Before Secret’s Hyosung comes back, Hyomin of T-ara has staked a claim for the sexiest girl group solo release of the year. That being said, I don’t think it matters what else comes out because everything about “Sketch” is sexy. The silky smooth R&B that bobs up and down with incredible ease and Hyomin’s high pitched vocals are almost dripping with sensual sweat. Piano twinkles in and out to offer a sweeter touch. The dance break is a bit too heavy around the rest of the song; I can see what they trying to do but it doesn’t really work, especially when the choreography that came before consisted of slow, simple but beautiful movements. It touches on the verge of overly explicit but is reigned in just right.

— Joe

3. KNK’s “Knock” (released March 2)

If there’s a song and group debut that took a few of the KultScene writers by storm is KNK with “Knock.” Seemingly out of nowhere, the guy group debuted with a hard-hitting mid-tempo angsty ballad about not wanting to renounce the girl they like then turns into a sort of intro at the chorus. Inconsistent? Maybe, but it’s simplistic instrumentals emphasizing the percussion at the chorus and the variety of vocals tie it together to be one of the best debut song by a rookie this year. And of course, the fact that they all seem like fashion models just adds fuel to the “omg i can’t stan another group” fire. This writer only hopes KNK survives long enough to give us more stunning releases.

— Alexis


Also on KultScene: Fandom, Not Genre, K-Pop Surpasses The Limitations Of Music

4. Red Velvet’s “One Of these Nights” (Released March 19)

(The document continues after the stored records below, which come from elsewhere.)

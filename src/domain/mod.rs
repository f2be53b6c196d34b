//! Domain layer containing business logic and domain types.
//!
//! # Module Organization
//!
//! - `foundation` - Shared domain primitives (money, clock, validation errors)
//! - `appointment` - The appointment event and its synthetic generator
//! - `dashboard` - Datasets, rollups, operator controls and view models

pub mod appointment;
pub mod dashboard;
pub mod foundation;
//! HTTP handlers for dashboard endpoints.
//!
//! These handlers connect Axum routes to the snapshot renderer and the shared
//! controls handle.

use std::sync::Arc;

use axum::extract::rejection::JsonRejection;
use axum::extract::{Json, State};
use axum::http::StatusCode;
use axum::response::IntoResponse;

use crate::adapters::render::SnapshotRenderer;
use crate::application::handlers::DashboardControlsHandle;
use crate::domain::foundation::ValidationError;

use super::dto::{ControlsResponse, ControlsUpdate, DashboardState, ErrorResponse, RefreshAccepted};

// ════════════════════════════════════════════════════════════════════════════════
// Error Type
// ════════════════════════════════════════════════════════════════════════════════

/// Dashboard API error that implements IntoResponse.
#[derive(Debug)]
pub enum DashboardApiError {
    BadRequest(String),
    Validation(ValidationError),
    NotReady,
}

impl IntoResponse for DashboardApiError {
    fn into_response(self) -> axum::response::Response {
        let (status, error) = match self {
            DashboardApiError::BadRequest(msg) => {
                (StatusCode::BAD_REQUEST, ErrorResponse::bad_request(msg))
            }
            DashboardApiError::Validation(err) => (
                StatusCode::BAD_REQUEST,
                ErrorResponse::validation_failed(err.field(), err.to_string()),
            ),
            DashboardApiError::NotReady => (
                StatusCode::SERVICE_UNAVAILABLE,
                ErrorResponse::not_ready("Dashboard has not completed its first refresh"),
            ),
        };
        (status, Json(error)).into_response()
    }
}

impl From<ValidationError> for DashboardApiError {
    fn from(error: ValidationError) -> Self {
        DashboardApiError::Validation(error)
    }
}

impl From<JsonRejection> for DashboardApiError {
    fn from(rejection: JsonRejection) -> Self {
        DashboardApiError::BadRequest(rejection.body_text())
    }
}

// ════════════════════════════════════════════════════════════════════════════════
// Application State
// ════════════════════════════════════════════════════════════════════════════════

/// Shared application state containing dashboard dependencies.
#[derive(Clone)]
pub struct DashboardAppState {
    pub snapshots: Arc<SnapshotRenderer>,
    pub controls: DashboardControlsHandle,
}

impl DashboardAppState {
    pub fn new(snapshots: Arc<SnapshotRenderer>, controls: DashboardControlsHandle) -> Self {
        Self {
            snapshots,
            controls,
        }
    }
}

// ════════════════════════════════════════════════════════════════════════════════
// Handlers
// ════════════════════════════════════════════════════════════════════════════════

/// GET /health
pub async fn health() -> &'static str {
    "ok"
}

/// GET /api/dashboard
///
/// Latest rendered state; 503 until the first cycle completes.
pub async fn get_dashboard(
    State(state): State<DashboardAppState>,
) -> Result<Json<DashboardState>, DashboardApiError> {
    state
        .snapshots
        .latest()
        .map(Json)
        .ok_or(DashboardApiError::NotReady)
}

/// GET /api/dashboard/controls
pub async fn get_controls(State(state): State<DashboardAppState>) -> Json<ControlsResponse> {
    Json(ControlsResponse::new(
        state.controls.current(),
        state.controls.bounds(),
    ))
}

/// PUT /api/dashboard/controls
///
/// Partial update; the refresh loop picks the change up immediately.
pub async fn update_controls(
    State(state): State<DashboardAppState>,
    body: Result<Json<ControlsUpdate>, JsonRejection>,
) -> Result<Json<ControlsResponse>, DashboardApiError> {
    let Json(update) = body?;
    let controls = state.controls.update(&update)?;
    Ok(Json(ControlsResponse::new(controls, state.controls.bounds())))
}

/// POST /api/dashboard/refresh
pub async fn request_refresh(State(state): State<DashboardAppState>) -> impl IntoResponse {
    state.controls.refresh_now();
    (StatusCode::ACCEPTED, Json(RefreshAccepted::default()))
}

Red Velvet’s done a complete 360 from the upbeat dance concepts of “Ice Cream Cake” and “Dumb Dumb” that made them big last year and come back with their velvety side on “One Of These Nights.” The song is a building mid tempo tune that incorporates a variety of orchestral elements and a tapping bass to transform into a melodic, sultry ballad that highlights Red Velvet’s vocals. The song is a bit funky, in that it’s too all over the place with its ambient sound and transitions to be a true ballad but not upbeat enough to be any sort of dance track. “One Of These Nights” caught many Red Velvet fans off guard after the group’s brighter sounds and even their sexier concepts (“Automatic,” “Be Natural”) but that’s definitely not a bad thing. Red Velvet’s wowed on “One Of These Nights” in a way that was perhaps necessary for their longevity. Previously, Red Velvet’s songs were particularly gimmicky (and this one is too, to some degree thanks to hidden meaning related to the Korean title and a traditional folktale,) but “One Of These Nights” first and foremost puts Red Velvet’s belting and melodies ahead of the ear catching beats that their other songs have thrived on. “One Of These Nights” shows Red Velvet’s cohesiveness as singers as well as a, somewhat necessary, reminder that Red Velvet has come a long way since the juvenile sound of their debut song, 2014’s “Happiness.”

—Tamar

What was your favorite song from this month so far? Share your thoughts in the comment section below and be sure to subscribe to the site and follow us on Facebook, Twitter,Instagram, and Tumblrto keep up with all of our posts.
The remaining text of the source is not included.